_Work instructions:_
The answer is a single number: the count of lines in the records below that contain the word "only".

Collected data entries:

- - -

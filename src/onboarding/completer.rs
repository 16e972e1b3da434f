//! The "complete onboarding" collaborator.

use async_trait::async_trait;
use tracing::{info, warn};

use super::model::OnboardingPayload;
use crate::error::SubmissionError;
use crate::session::InMemoryAuth;

/// Receives the finished wizard payload. Called once per successful run.
#[async_trait]
pub trait OnboardingCompleter: Send + Sync {
    async fn complete_onboarding(&self, payload: &OnboardingPayload) -> Result<(), SubmissionError>;
}

/// The mock backend: waits out the simulated latency, then marks the
/// signed-in account as onboarded.
#[async_trait]
impl OnboardingCompleter for InMemoryAuth {
    async fn complete_onboarding(
        &self,
        payload: &OnboardingPayload,
    ) -> Result<(), SubmissionError> {
        let delay = self.completion_delay();
        if !delay.is_zero() {
            tokio::time::sleep(delay).await;
        }

        if self.completions_fail() {
            warn!(variant = %payload.variant, "Simulated onboarding failure");
            return Err(SubmissionError::Unavailable(
                "onboarding service is not responding".to_string(),
            ));
        }

        self.mark_onboarded()
            .await
            .map_err(|e| SubmissionError::Rejected {
                reason: e.to_string(),
            })?;
        info!(
            variant = %payload.variant,
            fields = payload.fields.len(),
            "Onboarding payload accepted"
        );
        Ok(())
    }
}
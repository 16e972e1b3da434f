//! Structural path matching.
//!
//! A pattern matches a path when both have the same number of segments,
//! every static segment is equal and every `:param` segment binds a
//! non-empty value. Among several matches the most specific wins: compared
//! segment by segment, a static match beats a parameter match.

use std::collections::BTreeMap;

use super::table::{CATCH_ALL, RouteEntry};

/// Normalise a request path: drop query and fragment, collapse duplicate
/// and trailing slashes. The empty path becomes `/`.
pub fn normalize_path(raw: &str) -> String {
    let path = raw.split(['?', '#']).next().unwrap_or_default();
    let segments: Vec<&str> = split_segments(path);
    if segments.is_empty() {
        "/".to_string()
    } else {
        format!("/{}", segments.join("/"))
    }
}

fn split_segments(path: &str) -> Vec<&str> {
    path.split('/').filter(|s| !s.is_empty()).collect()
}

/// A successful structural match of one route entry.
#[derive(Debug, Clone, PartialEq, Eq)]
pub struct RouteMatch {
    /// Index of the entry in the table it came from.
    pub index: usize,
    /// Bound `:param` values.
    pub params: BTreeMap<String, String>,
    /// Per segment, `true` where the pattern segment was static.
    specificity: Vec<bool>,
}

/// Match one pattern against pre-split path segments.
///
/// The catch-all never matches here; callers fall back to it explicitly.
pub fn match_pattern(
    pattern: &str,
    segments: &[&str],
) -> Option<(BTreeMap<String, String>, Vec<bool>)> {
    if pattern == CATCH_ALL {
        return None;
    }

    let pattern_segments = split_segments(pattern);
    if pattern_segments.len() != segments.len() {
        return None;
    }

    let mut params = BTreeMap::new();
    let mut specificity = Vec::with_capacity(segments.len());
    for (expected, actual) in pattern_segments.iter().zip(segments) {
        match expected.strip_prefix(':') {
            Some(name) => {
                if actual.is_empty() {
                    return None;
                }
                params.insert(name.to_string(), (*actual).to_string());
                specificity.push(false);
            }
            None => {
                if expected != actual {
                    return None;
                }
                specificity.push(true);
            }
        }
    }
    Some((params, specificity))
}

/// Find the best structural match for a normalised path.
///
/// Returns `None` when only the catch-all would apply.
pub fn best_match(table: &[RouteEntry], path: &str) -> Option<RouteMatch> {
    let segments = split_segments(path);
    let mut best: Option<RouteMatch> = None;

    for (index, entry) in table.iter().enumerate() {
        let Some((params, specificity)) = match_pattern(entry.pattern, &segments) else {
            continue;
        };
        // Strictly greater keeps the earliest declaration on ties.
        let better = match &best {
            None => true,
            Some(current) => specificity > current.specificity,
        };
        if better {
            best = Some(RouteMatch {
                index,
                params,
                specificity,
            });
        }
    }
    best
}
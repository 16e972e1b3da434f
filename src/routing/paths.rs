//! Path construction: namespace prefixes, sign-in targets and legacy redirects.
//!
//! Client pages live under two prefixes, `/client` for the business itself
//! and `/professional/{clientId}` for a professional viewing that client.
//! Every link builder goes through [`resolve_base_path`]; pages never pick
//! a prefix themselves.

use crate::session::AccountRole;

/// Historical top-level paths and their `/client/...` replacements.
pub const LEGACY_REDIRECTS: &[(&str, &str)] = &[
    ("/dashboard", "/client/home"),
    ("/company", "/client/company"),
    ("/documents", "/client/documents"),
    ("/tasks", "/client/tasks"),
    ("/compliances", "/client/compliances"),
    ("/legal-services", "/client/legal-services"),
    ("/payments", "/client/payments"),
    ("/messages", "/client/messages"),
    ("/settings", "/client/settings"),
];

pub const CLIENT_SIGN_IN: &str = "/client/auth";
pub const PROFESSIONAL_SIGN_IN: &str = "/professional/auth";
pub const CLIENT_ONBOARDING: &str = "/client/onboarding";
pub const PROFESSIONAL_CLIENTS: &str = "/professional/clients";

/// Replacement for a legacy top-level path, if `path` is one.
pub fn legacy_redirect(path: &str) -> Option<&'static str> {
    LEGACY_REDIRECTS
        .iter()
        .find(|(from, _)| *from == path)
        .map(|(_, to)| *to)
}

/// Sign-in page for a role. Unknown roles go to the professional sign-in.
pub fn sign_in_path(role: Option<AccountRole>) -> &'static str {
    match role {
        Some(AccountRole::Business) => CLIENT_SIGN_IN,
        Some(AccountRole::Professional) | None => PROFESSIONAL_SIGN_IN,
    }
}

/// Entry point of the onboarding flow a role must finish before its
/// dashboard opens. Professionals have no blocking flow; their onboarding
/// page is reachable but optional.
pub fn onboarding_path(role: AccountRole) -> Option<&'static str> {
    match role {
        AccountRole::Business => Some(CLIENT_ONBOARDING),
        AccountRole::Professional => None,
    }
}

/// Prefix under which client pages are addressed in the current context.
///
/// An empty client id counts as no impersonation.
pub fn resolve_base_path(role: AccountRole, impersonated_client_id: Option<&str>) -> String {
    match (role, impersonated_client_id.filter(|id| !id.is_empty())) {
        (AccountRole::Business, _) => "/client".to_string(),
        (AccountRole::Professional, Some(id)) => format!("/professional/{id}"),
        (AccountRole::Professional, None) => "/professional".to_string(),
    }
}

/// Join a base prefix and a page slug.
pub fn link_to(base: &str, slug: &str) -> String {
    let base = base.trim_end_matches('/');
    let slug = slug.trim_start_matches('/');
    if slug.is_empty() {
        base.to_string()
    } else {
        format!("{base}/{slug}")
    }
}
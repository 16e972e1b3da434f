//! Toast notification model and broadcast events.

use chrono::{DateTime, Utc};
use serde::{Deserialize, Serialize};
use uuid::Uuid;

#[derive(Debug, Clone, Copy, PartialEq, Eq, Serialize, Deserialize)]
#[serde(rename_all = "snake_case")]
pub enum NotificationLevel {
    Info,
    Success,
    Error,
}

/// A dismissable toast.
#[derive(Debug, Clone, Serialize, Deserialize)]
pub struct Notification {
    pub id: Uuid,
    pub level: NotificationLevel,
    pub title: String,
    pub message: String,
    /// The action that produced this can be tried again.
    pub retryable: bool,
    pub dismissed: bool,
    pub created_at: DateTime<Utc>,
}

impl Notification {
    pub fn new(
        level: NotificationLevel,
        title: impl Into<String>,
        message: impl Into<String>,
    ) -> Self {
        Self {
            id: Uuid::new_v4(),
            level,
            title: title.into(),
            message: message.into(),
            retryable: false,
            dismissed: false,
            created_at: Utc::now(),
        }
    }

    pub fn retryable(mut self) -> Self {
        self.retryable = true;
        self
    }
}

/// Events fanned out to WebSocket subscribers.
#[derive(Debug, Clone, Serialize)]
#[serde(tag = "type", rename_all = "snake_case")]
pub enum NotificationEvent {
    /// A new toast.
    Pushed { notification: Notification },
    /// A toast was dismissed.
    Dismissed { id: Uuid },
    /// Every active toast (sent on connect and after lag).
    Sync { notifications: Vec<Notification> },
}
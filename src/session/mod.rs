//! Session collaborator — who is signed in, and as which kind of account.
//!
//! The router only reads the session; the auth pages and the onboarding
//! wizard are the only writers.

pub mod model;
pub mod provider;
pub mod routes;

pub use model::{AccountRole, Identity, Session};
pub use provider::{InMemoryAuth, SessionProvider};
pub use routes::{SessionRouteState, session_routes};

- - -

_Written reply:_
3